* [Required work]: Every line of the records below from the line with "# Voice Relay CLI" up to and including the line with "let cli = Cli::parse();" must be reproduced exactly, and no line outside that range.

* [Excerpted data]:
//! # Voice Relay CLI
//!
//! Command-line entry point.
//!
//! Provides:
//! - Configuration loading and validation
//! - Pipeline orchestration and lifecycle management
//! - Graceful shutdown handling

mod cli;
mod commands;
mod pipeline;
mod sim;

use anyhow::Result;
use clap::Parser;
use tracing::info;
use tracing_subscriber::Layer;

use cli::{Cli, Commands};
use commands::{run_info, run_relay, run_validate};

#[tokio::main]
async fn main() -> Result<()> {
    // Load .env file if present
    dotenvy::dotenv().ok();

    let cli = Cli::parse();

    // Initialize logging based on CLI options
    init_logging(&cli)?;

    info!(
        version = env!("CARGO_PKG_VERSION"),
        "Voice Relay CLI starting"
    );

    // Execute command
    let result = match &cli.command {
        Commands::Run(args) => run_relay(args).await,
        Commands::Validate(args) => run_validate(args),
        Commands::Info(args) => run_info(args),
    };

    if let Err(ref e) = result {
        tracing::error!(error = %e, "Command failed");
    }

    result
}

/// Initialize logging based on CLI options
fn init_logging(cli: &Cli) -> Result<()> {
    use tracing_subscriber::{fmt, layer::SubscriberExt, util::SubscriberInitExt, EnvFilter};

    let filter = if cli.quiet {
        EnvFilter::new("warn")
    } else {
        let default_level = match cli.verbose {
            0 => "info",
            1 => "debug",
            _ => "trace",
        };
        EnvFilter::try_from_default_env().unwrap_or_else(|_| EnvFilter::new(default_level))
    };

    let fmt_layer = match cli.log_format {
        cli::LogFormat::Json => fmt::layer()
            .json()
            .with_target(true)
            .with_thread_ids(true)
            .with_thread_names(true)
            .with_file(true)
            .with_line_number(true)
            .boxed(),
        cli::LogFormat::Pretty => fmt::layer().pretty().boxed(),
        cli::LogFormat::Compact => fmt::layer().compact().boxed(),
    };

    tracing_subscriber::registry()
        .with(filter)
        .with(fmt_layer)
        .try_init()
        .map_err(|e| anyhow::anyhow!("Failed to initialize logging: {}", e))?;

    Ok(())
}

...

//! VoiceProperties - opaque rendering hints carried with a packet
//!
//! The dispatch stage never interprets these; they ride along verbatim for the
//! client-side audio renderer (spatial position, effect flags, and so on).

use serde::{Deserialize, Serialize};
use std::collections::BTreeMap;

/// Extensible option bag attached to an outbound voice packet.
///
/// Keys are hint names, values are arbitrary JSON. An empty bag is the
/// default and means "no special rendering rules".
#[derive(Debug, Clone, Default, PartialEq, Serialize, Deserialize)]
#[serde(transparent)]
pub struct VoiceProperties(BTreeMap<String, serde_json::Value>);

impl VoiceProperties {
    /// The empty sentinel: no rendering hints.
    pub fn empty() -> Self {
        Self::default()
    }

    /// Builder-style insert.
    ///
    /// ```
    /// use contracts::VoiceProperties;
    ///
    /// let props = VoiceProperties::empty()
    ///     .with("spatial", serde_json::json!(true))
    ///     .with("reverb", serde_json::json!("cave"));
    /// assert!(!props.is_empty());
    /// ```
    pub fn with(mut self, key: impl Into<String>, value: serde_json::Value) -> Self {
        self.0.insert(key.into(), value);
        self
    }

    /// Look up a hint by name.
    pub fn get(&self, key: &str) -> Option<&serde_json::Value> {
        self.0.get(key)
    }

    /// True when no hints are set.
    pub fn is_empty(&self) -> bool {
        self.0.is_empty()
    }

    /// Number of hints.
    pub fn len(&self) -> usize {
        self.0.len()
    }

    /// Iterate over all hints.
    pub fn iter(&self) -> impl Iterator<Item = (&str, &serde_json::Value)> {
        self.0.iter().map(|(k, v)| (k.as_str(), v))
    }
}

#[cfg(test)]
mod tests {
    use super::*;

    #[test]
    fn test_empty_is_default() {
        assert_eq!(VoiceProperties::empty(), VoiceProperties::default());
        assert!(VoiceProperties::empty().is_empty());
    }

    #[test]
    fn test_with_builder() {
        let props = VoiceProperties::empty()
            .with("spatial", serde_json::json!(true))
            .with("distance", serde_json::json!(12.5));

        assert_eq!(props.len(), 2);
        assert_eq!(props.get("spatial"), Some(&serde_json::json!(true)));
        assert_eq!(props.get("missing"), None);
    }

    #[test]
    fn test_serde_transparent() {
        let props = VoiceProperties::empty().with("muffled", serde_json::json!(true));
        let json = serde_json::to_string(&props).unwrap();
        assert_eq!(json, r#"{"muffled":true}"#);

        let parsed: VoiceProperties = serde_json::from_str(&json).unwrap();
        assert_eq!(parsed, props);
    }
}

* [Response to the exercise]:
//! # Voice Relay CLI
//!
//! Command-line entry point.
//!
//! Provides:
//! - Configuration loading and validation
//! - Pipeline orchestration and lifecycle management
//! - Graceful shutdown handling

mod cli;
mod commands;
mod pipeline;
mod sim;

use anyhow::Result;
use clap::Parser;
use tracing::info;
use tracing_subscriber::Layer;

use cli::{Cli, Commands};
use commands::{run_info, run_relay, run_validate};

#[tokio::main]
async fn main() -> Result<()> {
    // Load .env file if present
    dotenvy::dotenv().ok();

    let cli = Cli::parse();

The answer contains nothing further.